AN EXAMPLE OF MITOCHONDRIAL (MATERNAL)
INHERITANCE
In some cases, the change in the mitochondrial gene occurs for the first time in the egg or at the time of fertilisation of the egg: a new or spontaneous mutation. In this case the affected person is the first in the family to be affected by the condition and the condition is described as sporadic.
Usually, however, the mitochondrial mutation is inherited from a mother whose own cells, including her egg cells, contain both correct and faulty copies of this mitochondrial gene. An example of a pattern of inheritance in a family of a genetic condition due to a faulty gene in the mitochondria.
The mother has one or more faulty mitochondrial genes but is not affected because she has enough correct copies to enable most of the mitochondria in her cells to work correctly. While she has passed on these faulty mitochondrial genes to her children through her egg, not all are affected by the condition.
This is because there is a “threshold effect” with mitochondrial faulty genes. Because of the way the mitochondria are randomly distributed into the egg cells when they are forming in the ovary, each egg cell’s individual mitochondrial composition may vary from mostly correct to mostly faulty. Therefore, all of the children of this mother, regardless of the sex of the child, would inherit some faulty mitochondria, but the child would only develop symptoms if the proportion of mitochondria with the faulty gene reached a critical level which interfered with energy production in the vulnerable body organ.
It is only when there are so many copies of the faulty mitochondrial genes present in the cells that the correct copies are unable to provide enough correct gene product, and the person will be affected by the condition. So even though two of her children who are unaffected have inherited the faulty mitochondrial genes, they have more correct copies than faulty copies.
The shaded individuals are all affected by the condition. Importantly, while not all of their mitochondrial genes are faulty, the number of mitochondria containing faulty genes is above the threshold for causing the condition.
While her son is affected, that son’s children are not at risk for inheriting the condition as the mitochondria are only passed to children from the mother through the eggs.
Her daughters are at risk of having an affected child, regardless of whether they themselves are affected. It is difficult to give a precise estimation of this risk as it will depend on how many faulty mitochondria are in the egg at the child’s conception.
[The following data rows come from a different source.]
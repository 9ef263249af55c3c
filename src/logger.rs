//! Session logger — writes all log output to a single file in the OS data
//! directory.
//!
//! The file is truncated at each launch, so it only ever contains output from
//! the most-recent session and never grows unboundedly.
//!
//! Log location:
//!   Windows:  `%APPDATA%\CanvasStudio\canvasstudio.log`
//!   Linux:    `~/.local/share/CanvasStudio/canvasstudio.log`
//!   macOS:    `~/Library/Application Support/CanvasStudio/canvasstudio.log`
//!
//! Usage — anywhere in the crate use the `log_info!` / `log_warn!` /
//! `log_err!` macros, or call `crate::logger::write_line(...)` directly.

use std::fs::{self, File, OpenOptions};
use std::io::Write;
use std::path::PathBuf;
use std::sync::{Mutex, OnceLock};
use std::time::{SystemTime, UNIX_EPOCH};

static LOG_FILE: OnceLock<Mutex<File>> = OnceLock::new();
static LOG_PATH: OnceLock<PathBuf> = OnceLock::new();

/// Returns the path to the current session log file.
pub fn log_path() -> Option<&'static PathBuf> {
    LOG_PATH.get()
}

/// Write a line to the session log.  Silently ignores I/O errors so that
/// logging never crashes the application.
pub fn write_line(line: &str) {
    if let Some(mutex) = LOG_FILE.get()
        && let Ok(mut file) = mutex.lock()
    {
        let _ = writeln!(file, "{}", line);
    }
}

/// Write a timestamped, level-tagged line to the session log.
pub fn write(level: &str, msg: &str) {
    write_line(&format!("[{}] [{}] {}", timestamp(), level, msg));
}

#[macro_export]
macro_rules! log_info {
    ($($arg:tt)*) => {
        $crate::logger::write("INFO", &format!($($arg)*));
    };
}

#[macro_export]
macro_rules! log_warn {
    ($($arg:tt)*) => {
        $crate::logger::write("WARN", &format!($($arg)*));
    };
}

#[macro_export]
macro_rules! log_err {
    ($($arg:tt)*) => {
        $crate::logger::write("ERROR", &format!($($arg)*));
    };
}

/// Initialise the session logger.  Must be called once before any logging.
///
/// * Creates (or truncates) the log file.
/// * Installs a panic hook that writes the panic message to the log before
///   propagating to the default handler.
pub fn init() {
    let path = log_file_path();

    if let Some(parent) = path.parent() {
        let _ = fs::create_dir_all(parent);
    }

    let file = OpenOptions::new()
        .create(true)
        .write(true)
        .truncate(true)
        .open(&path);

    match file {
        Ok(f) => {
            let _ = LOG_PATH.set(path.clone());
            let _ = LOG_FILE.set(Mutex::new(f));
        }
        Err(e) => {
            // Can't open log file — not fatal, just skip
            eprintln!("[logger] Failed to open log file {:?}: {}", path, e);
            return;
        }
    }

    write_line(&format!(
        "=== CanvasStudio session started {} ===",
        human_timestamp()
    ));
    write_line(&format!("Log file: {}", path.display()));
    write_line("");

    // Mirror panic info to the log, then run the default handler.
    let prev = std::panic::take_hook();
    std::panic::set_hook(Box::new(move |info| {
        write_line(&format!("[{}] [PANIC] {}", timestamp(), info));
        prev(info);
    }));
}

fn log_file_path() -> PathBuf {
    data_dir().join("CanvasStudio").join("canvasstudio.log")
}

/// Platform data directory (without the app sub-folder).
fn data_dir() -> PathBuf {
    #[cfg(target_os = "windows")]
    {
        if let Ok(appdata) = std::env::var("APPDATA") {
            return PathBuf::from(appdata);
        }
    }
    #[cfg(target_os = "macos")]
    {
        if let Ok(home) = std::env::var("HOME") {
            return PathBuf::from(home)
                .join("Library")
                .join("Application Support");
        }
    }
    // Linux / fallback
    if let Ok(xdg) = std::env::var("XDG_DATA_HOME") {
        return PathBuf::from(xdg);
    }
    if let Ok(home) = std::env::var("HOME") {
        return PathBuf::from(home).join(".local").join("share");
    }
    PathBuf::from(".")
}

/// Simple HH:MM:SS timestamp within the current day (good enough for a
/// session log — no chrono dependency).
fn timestamp() -> String {
    match SystemTime::now().duration_since(UNIX_EPOCH) {
        Ok(d) => {
            let secs = d.as_secs();
            let h = (secs % 86400) / 3600;
            let m = (secs % 3600) / 60;
            let s = secs % 60;
            format!("{:02}:{:02}:{:02}", h, m, s)
        }
        Err(_) => "??:??:??".to_string(),
    }
}

fn human_timestamp() -> String {
    match SystemTime::now().duration_since(UNIX_EPOCH) {
        Ok(d) => format!("(unix {})", d.as_secs()),
        Err(_) => "(unknown time)".to_string(),
    }
}
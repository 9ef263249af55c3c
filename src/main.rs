#![windows_subsystem = "windows"]

use canvasstudio::app::CanvasStudioApp;
use canvasstudio::logger;
use eframe::egui;

fn main() -> Result<(), eframe::Error> {
    // Session log overwrites the previous run's log.
    logger::init();

    let options = eframe::NativeOptions {
        viewport: egui::ViewportBuilder::default()
            .with_inner_size([1280.0, 720.0])
            .with_maximized(true)
            .with_title("CanvasStudio"),
        ..Default::default()
    };

    eframe::run_native(
        "CanvasStudio",
        options,
        Box::new(|cc| Box::new(CanvasStudioApp::new(cc))),
    )
}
CAN PRENATAL DIAGNOSIS BE USED FOR
MITOCHONDRIAL CONDITIONS?
While it is possible to test for the presence or absence of some faulty mitochondrial genes and their products during pregnancy, it is very likely that prenatal testing for a mitochondrial DNA mutation would give an incorrect or unhelpful result.
On the one hand, the prenatal test could predict that the baby would not be affected when in fact the baby could turn out to be affected. Alternatively, if the testing showed the baby did have the faulty mitochondrial gene, it is not possible at this stage to reliably predict how severely the baby would be affected.
Genetic counselling can provide the most current information on the availability and appropriateness of testing for mitochondrial conditions, either in an affected person or during pregnancy.